Problem to work on> Work through the data below and copy out every line where "derive" is found.

Input records Start Marker

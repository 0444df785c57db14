//! Hub API response types and request parameters.

use chrono::{DateTime, Utc};
use serde::{Deserialize, Serialize};
use serde_json::Value;

/// A file entry in a repository.
#[derive(Debug, Clone, PartialEq, Serialize, Deserialize)]
pub struct RepoSibling {
    pub rfilename: String,
}

/// Model metadata as returned by `GET /api/models/{id}` or a listing.
#[derive(Debug, Clone, Default, PartialEq, Serialize, Deserialize)]
#[serde(rename_all = "camelCase")]
pub struct HubModelInfo {
    #[serde(alias = "modelId")]
    pub id: String,
    #[serde(default)]
    pub author: Option<String>,
    #[serde(default)]
    pub tags: Vec<String>,
    #[serde(default)]
    pub card_data: Option<Value>,
    #[serde(default)]
    pub siblings: Vec<RepoSibling>,
    #[serde(default)]
    pub config: Option<Value>,
    #[serde(default)]
    pub likes: Option<i64>,
    #[serde(default)]
    pub downloads: Option<i64>,
    #[serde(default)]
    pub created_at: Option<DateTime<Utc>>,
    #[serde(default)]
    pub last_modified: Option<DateTime<Utc>>,
    #[serde(default)]
    pub private: Option<bool>,
    #[serde(default)]
    pub disabled: Option<bool>,
    /// `false`, `"auto"` or `"manual"`
    #[serde(default)]
    pub gated: Option<Value>,
}

impl HubModelInfo {
    pub fn is_gated(&self) -> bool {
        matches!(self.gated.as_ref().and_then(Value::as_str), Some("auto") | Some("manual"))
    }

    pub fn has_file(&self, filename: &str) -> bool {
        self.siblings.iter().any(|s| s.rfilename == filename)
    }

    /// First entry of the declared `architectures` list.
    pub fn architecture(&self) -> Option<String> {
        self.config
            .as_ref()?
            .get("architectures")?
            .as_array()?
            .first()?
            .as_str()
            .map(str::to_string)
    }
}

/// Sort direction for listings; the hub only understands descending (`-1`).
#[derive(Debug, Clone, Copy, PartialEq, Eq)]
pub enum SortDirection {
    Descending,
}

/// Parameters for `GET /api/models`.
#[derive(Debug, Clone, Default, PartialEq)]
pub struct ListModelsParams {
    pub author: Option<String>,
    pub model_name: Option<String>,
    pub tags: Vec<String>,
    pub search: Option<String>,
    pub sort: Option<String>,
    pub direction: Option<SortDirection>,
    pub limit: Option<usize>,
    pub full: bool,
    pub card_data: bool,
    pub config: bool,
}

impl ListModelsParams {
    /// Newest models carrying `tag`.
    pub fn by_tag(tag: impl Into<String>) -> Self {
        Self {
            tags: vec![tag.into()],
            sort: Some("createdAt".into()),
            direction: Some(SortDirection::Descending),
            ..Default::default()
        }
    }

    /// Exact repository lookup through the listing endpoint.
    pub fn by_repo(author: impl Into<String>, model_name: impl Into<String>) -> Self {
        Self {
            author: Some(author.into()),
            model_name: Some(model_name.into()),
            full: true,
            card_data: true,
            config: true,
            ..Default::default()
        }
    }

    pub fn with_limit(mut self, limit: Option<usize>) -> Self {
        self.limit = limit;
        self
    }

    /// Query string pairs in a stable order.
    pub fn query_pairs(&self) -> Vec<(&'static str, String)> {
        let mut pairs = Vec::new();
        if let Some(author) = &self.author {
            pairs.push(("author", author.clone()));
        }
        if let Some(name) = &self.model_name {
            pairs.push(("model_name", name.clone()));
        }
        for tag in &self.tags {
            pairs.push(("filter", tag.clone()));
        }
        if let Some(search) = &self.search {
            pairs.push(("search", search.clone()));
        }
        if let Some(sort) = &self.sort {
            pairs.push(("sort", sort.clone()));
        }
        if self.direction.is_some() {
            pairs.push(("direction", "-1".into()));
        }
        if let Some(limit) = self.limit {
            pairs.push(("limit", limit.to_string()));
        }
        if self.full {
            pairs.push(("full", "true".into()));
        }
        if self.card_data {
            pairs.push(("cardData", "true".into()));
        }
        if self.config {
            pairs.push(("config", "true".into()));
        }
        pairs
    }
}

/// Account returned by `GET /api/whoami-v2`.
#[derive(Debug, Clone, PartialEq, Serialize, Deserialize)]
pub struct HubUser {
    pub name: String,
}

#[cfg(test)]
mod tests {
    use super::*;
    use serde_json::json;

    #[test]
    fn test_model_info_deserialize() {
        let info: HubModelInfo = serde_json::from_value(json!({
            "modelId": "teamX/modelY",
            "author": "teamX",
            "tags": ["merge", "base_model:B/y", "license:mit"],
            "siblings": [{"rfilename": "README.md"}, {"rfilename": "mergekit_config.yml"}],
            "config": {"architectures": ["MistralForCausalLM"]},
            "likes": 3,
            "createdAt": "2024-02-01T10:00:00.000Z",
            "gated": "manual"
        }))
        .unwrap();

        assert_eq!(info.id, "teamX/modelY");
        assert!(info.is_gated());
        assert!(info.has_file("mergekit_config.yml"));
        assert_eq!(info.architecture().as_deref(), Some("MistralForCausalLM"));
        assert!(info.created_at.is_some());
    }

    #[test]
    fn test_gated_false() {
        let info: HubModelInfo =
            serde_json::from_value(json!({"id": "a/b", "gated": false})).unwrap();
        assert!(!info.is_gated());
    }

    #[test]
    fn test_query_pairs() {
        let params = ListModelsParams::by_tag("merge").with_limit(Some(10));
        assert_eq!(
            params.query_pairs(),
            vec![
                ("filter", "merge".to_string()),
                ("sort", "createdAt".to_string()),
                ("direction", "-1".to_string()),
                ("limit", "10".to_string()),
            ]
        );
    }
}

Input records End Marker

Answer for this exercise>
#[derive(Debug, Clone, PartialEq, Serialize, Deserialize)]
#[derive(Debug, Clone, Default, PartialEq, Serialize, Deserialize)]
#[derive(Debug, Clone, Copy, PartialEq, Eq)]
#[derive(Debug, Clone, Default, PartialEq)]
#[derive(Debug, Clone, PartialEq, Serialize, Deserialize)]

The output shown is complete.